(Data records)
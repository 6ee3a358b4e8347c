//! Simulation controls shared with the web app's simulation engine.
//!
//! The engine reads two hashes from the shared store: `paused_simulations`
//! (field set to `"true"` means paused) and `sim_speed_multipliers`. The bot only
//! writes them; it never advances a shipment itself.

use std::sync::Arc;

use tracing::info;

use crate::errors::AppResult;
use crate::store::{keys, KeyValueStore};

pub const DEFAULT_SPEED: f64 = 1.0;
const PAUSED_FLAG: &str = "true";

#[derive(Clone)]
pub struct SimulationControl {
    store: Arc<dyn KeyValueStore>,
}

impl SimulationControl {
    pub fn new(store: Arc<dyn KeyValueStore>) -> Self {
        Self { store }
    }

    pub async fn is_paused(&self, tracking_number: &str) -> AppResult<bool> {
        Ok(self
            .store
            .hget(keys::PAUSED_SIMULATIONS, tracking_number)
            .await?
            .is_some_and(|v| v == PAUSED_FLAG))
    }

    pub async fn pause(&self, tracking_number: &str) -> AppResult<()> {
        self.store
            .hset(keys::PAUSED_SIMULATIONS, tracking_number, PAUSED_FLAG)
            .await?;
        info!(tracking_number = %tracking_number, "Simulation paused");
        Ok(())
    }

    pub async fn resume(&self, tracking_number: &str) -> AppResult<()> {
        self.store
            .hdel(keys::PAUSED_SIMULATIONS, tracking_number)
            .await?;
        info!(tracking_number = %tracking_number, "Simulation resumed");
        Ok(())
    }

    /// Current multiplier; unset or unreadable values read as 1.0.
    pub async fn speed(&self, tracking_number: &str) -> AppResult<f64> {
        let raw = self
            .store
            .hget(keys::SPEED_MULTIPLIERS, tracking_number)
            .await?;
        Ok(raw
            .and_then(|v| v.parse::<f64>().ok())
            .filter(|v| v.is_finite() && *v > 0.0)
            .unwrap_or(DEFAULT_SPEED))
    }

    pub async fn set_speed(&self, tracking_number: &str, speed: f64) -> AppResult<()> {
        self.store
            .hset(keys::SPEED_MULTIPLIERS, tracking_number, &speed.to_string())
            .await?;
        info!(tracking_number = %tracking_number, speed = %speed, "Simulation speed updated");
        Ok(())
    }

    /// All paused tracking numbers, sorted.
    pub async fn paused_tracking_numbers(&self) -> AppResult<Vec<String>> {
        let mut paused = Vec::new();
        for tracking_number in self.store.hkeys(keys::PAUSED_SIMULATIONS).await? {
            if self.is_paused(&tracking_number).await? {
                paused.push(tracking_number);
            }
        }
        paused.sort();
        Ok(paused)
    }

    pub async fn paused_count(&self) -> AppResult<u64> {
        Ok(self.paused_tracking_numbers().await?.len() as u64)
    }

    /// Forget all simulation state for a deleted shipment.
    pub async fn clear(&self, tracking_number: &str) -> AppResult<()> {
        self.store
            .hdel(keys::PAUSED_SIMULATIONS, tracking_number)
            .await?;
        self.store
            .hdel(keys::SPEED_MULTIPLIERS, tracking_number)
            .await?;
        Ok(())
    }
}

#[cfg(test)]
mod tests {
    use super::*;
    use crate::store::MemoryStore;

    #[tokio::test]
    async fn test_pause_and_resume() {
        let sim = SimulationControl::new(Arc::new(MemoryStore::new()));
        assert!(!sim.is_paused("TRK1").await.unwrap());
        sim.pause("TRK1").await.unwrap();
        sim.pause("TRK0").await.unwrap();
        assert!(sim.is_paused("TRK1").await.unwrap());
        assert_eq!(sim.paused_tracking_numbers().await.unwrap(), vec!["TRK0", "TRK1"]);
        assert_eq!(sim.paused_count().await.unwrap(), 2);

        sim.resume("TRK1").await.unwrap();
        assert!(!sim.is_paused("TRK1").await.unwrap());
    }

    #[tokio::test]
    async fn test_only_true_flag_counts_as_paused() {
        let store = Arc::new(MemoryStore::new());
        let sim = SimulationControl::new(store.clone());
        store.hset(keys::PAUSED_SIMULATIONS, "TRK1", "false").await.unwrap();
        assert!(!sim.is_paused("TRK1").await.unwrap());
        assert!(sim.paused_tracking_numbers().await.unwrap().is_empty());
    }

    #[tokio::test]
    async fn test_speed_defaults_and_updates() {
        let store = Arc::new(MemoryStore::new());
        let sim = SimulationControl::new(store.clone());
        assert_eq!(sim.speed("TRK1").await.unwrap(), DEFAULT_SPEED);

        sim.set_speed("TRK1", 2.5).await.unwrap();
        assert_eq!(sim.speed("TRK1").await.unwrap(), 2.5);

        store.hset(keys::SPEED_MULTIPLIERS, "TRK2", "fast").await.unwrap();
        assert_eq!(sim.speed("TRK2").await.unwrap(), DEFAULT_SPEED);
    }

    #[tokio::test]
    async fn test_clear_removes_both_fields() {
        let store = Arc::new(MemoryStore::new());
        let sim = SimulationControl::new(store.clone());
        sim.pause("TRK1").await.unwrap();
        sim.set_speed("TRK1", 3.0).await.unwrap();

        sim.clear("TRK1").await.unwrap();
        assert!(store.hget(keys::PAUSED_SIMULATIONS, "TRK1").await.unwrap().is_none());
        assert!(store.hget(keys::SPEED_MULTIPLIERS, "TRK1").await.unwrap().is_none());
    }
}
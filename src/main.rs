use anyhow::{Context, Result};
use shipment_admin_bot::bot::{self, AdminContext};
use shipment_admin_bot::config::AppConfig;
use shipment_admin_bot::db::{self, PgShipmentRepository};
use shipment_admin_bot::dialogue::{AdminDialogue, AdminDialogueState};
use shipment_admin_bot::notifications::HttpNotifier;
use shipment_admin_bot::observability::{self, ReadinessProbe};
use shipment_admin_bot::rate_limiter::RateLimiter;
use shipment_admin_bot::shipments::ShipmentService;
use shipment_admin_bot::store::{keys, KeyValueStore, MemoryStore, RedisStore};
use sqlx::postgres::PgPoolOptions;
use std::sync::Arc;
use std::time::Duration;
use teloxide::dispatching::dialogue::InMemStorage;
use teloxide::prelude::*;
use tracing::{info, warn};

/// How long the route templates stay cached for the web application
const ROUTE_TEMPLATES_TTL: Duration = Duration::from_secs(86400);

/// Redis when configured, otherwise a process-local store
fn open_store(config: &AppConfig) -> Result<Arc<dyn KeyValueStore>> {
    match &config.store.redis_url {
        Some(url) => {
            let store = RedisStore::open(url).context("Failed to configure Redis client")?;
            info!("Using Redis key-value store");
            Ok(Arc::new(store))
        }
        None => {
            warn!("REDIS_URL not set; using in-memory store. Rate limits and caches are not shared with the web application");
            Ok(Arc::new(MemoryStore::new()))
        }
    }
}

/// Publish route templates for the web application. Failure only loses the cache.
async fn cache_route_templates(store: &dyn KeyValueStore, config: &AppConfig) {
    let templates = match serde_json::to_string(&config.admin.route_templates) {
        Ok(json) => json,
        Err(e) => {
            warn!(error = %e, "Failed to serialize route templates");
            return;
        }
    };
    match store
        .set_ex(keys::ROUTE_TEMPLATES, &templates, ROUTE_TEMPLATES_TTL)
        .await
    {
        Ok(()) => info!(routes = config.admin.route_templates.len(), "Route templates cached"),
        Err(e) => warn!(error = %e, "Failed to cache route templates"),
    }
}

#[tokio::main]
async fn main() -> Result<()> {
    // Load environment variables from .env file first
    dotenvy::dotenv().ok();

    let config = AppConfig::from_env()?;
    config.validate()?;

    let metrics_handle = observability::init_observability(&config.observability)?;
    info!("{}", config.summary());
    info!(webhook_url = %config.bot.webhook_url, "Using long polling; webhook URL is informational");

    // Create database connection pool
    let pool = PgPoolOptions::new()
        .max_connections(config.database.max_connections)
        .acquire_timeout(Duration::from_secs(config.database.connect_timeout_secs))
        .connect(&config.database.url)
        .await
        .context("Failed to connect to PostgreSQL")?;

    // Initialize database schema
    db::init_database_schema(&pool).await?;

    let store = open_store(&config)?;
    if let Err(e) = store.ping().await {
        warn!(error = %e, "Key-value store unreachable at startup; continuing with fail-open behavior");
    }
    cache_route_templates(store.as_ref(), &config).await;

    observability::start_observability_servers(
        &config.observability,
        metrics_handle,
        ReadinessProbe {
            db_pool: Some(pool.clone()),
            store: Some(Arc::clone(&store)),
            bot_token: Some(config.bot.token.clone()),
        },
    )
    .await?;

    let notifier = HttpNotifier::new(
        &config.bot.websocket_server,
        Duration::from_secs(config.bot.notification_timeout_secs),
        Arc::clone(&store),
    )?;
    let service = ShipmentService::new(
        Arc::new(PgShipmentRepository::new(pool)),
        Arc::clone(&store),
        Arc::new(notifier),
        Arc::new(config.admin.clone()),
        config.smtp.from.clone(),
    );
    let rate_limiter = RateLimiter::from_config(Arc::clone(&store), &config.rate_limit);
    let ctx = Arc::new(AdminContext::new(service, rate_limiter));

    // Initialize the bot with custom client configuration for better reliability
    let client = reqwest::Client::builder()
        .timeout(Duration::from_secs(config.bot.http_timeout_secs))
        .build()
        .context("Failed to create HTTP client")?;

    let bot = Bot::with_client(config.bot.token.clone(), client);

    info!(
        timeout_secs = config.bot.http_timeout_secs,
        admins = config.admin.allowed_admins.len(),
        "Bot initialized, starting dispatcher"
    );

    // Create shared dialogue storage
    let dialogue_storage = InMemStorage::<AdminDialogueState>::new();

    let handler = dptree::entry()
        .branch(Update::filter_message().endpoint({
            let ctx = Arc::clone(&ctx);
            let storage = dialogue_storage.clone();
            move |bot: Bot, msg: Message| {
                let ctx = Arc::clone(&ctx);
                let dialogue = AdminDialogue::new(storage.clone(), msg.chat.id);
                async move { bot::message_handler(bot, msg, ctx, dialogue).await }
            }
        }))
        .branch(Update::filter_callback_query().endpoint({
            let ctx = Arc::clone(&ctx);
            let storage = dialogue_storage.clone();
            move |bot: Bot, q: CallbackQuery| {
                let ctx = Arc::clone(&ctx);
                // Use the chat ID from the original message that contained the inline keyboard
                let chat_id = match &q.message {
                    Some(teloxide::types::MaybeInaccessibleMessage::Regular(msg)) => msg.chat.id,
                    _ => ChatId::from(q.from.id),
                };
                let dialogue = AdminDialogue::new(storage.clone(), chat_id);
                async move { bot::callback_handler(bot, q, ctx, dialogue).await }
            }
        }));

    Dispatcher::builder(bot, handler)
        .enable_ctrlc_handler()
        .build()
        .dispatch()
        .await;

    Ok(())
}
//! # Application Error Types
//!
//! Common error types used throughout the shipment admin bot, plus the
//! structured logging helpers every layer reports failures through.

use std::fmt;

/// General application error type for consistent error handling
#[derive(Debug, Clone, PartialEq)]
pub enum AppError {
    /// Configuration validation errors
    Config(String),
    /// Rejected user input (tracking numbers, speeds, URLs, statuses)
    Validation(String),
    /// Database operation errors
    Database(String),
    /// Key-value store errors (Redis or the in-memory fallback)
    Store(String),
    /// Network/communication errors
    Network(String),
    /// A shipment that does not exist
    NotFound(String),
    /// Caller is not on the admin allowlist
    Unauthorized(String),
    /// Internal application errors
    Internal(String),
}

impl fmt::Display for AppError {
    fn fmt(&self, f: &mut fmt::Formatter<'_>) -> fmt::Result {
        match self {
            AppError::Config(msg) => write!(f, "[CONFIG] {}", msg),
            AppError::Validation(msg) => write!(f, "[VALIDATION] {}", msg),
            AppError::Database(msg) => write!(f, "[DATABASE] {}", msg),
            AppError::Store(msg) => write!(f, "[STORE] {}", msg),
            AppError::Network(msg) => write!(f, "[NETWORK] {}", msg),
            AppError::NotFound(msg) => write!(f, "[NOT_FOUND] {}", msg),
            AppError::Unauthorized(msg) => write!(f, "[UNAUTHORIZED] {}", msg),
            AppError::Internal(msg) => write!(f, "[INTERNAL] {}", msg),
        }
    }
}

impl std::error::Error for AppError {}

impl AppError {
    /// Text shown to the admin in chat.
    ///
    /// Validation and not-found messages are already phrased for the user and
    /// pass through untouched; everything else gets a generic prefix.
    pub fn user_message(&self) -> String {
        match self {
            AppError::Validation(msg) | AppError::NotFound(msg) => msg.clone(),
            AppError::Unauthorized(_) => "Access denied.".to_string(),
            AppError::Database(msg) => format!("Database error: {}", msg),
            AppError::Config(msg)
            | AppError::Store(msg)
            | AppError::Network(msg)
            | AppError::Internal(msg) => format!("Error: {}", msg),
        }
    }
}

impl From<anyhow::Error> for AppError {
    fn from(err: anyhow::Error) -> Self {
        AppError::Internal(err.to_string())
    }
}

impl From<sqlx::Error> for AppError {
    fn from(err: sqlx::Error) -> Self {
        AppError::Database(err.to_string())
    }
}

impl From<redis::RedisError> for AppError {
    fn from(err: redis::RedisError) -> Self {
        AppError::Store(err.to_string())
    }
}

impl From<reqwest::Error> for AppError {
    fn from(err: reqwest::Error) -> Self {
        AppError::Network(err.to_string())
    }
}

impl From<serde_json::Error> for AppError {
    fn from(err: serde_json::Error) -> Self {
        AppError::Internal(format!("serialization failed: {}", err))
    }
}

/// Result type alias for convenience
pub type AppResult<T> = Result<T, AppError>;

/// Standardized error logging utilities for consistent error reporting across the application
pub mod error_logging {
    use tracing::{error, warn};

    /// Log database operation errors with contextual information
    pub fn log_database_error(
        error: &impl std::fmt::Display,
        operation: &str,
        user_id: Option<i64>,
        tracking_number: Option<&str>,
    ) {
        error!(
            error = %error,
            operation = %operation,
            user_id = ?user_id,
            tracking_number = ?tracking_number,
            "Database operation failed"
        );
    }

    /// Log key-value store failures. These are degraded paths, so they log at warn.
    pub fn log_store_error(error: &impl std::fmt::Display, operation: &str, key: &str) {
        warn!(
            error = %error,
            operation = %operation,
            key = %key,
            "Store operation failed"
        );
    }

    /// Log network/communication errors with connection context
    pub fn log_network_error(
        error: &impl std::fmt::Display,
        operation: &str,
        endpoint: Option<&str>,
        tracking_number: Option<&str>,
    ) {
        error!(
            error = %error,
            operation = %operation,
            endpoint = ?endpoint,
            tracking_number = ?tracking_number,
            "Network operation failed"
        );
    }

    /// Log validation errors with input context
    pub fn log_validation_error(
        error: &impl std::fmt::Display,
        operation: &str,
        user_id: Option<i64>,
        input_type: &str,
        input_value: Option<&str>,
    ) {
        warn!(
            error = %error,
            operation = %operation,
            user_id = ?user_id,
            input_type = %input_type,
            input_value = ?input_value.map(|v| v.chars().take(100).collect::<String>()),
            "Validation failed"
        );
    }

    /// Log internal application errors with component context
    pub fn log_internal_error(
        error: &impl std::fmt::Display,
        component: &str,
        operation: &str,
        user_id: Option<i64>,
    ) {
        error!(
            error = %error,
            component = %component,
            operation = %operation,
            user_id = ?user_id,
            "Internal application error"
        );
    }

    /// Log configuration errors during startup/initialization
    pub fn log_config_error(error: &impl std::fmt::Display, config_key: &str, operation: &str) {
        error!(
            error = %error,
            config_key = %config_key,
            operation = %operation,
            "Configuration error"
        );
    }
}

*What is being asked*. Only the lines from the first line of the records through the one containing "The engine reads" should be reproduced, exactly, with both of them included.

*Answer space*.
repository 6ee3a358b4e8347c
//! Simulation controls shared with the web app's simulation engine.
//!
//! The engine reads two hashes from the shared store: `paused_simulations`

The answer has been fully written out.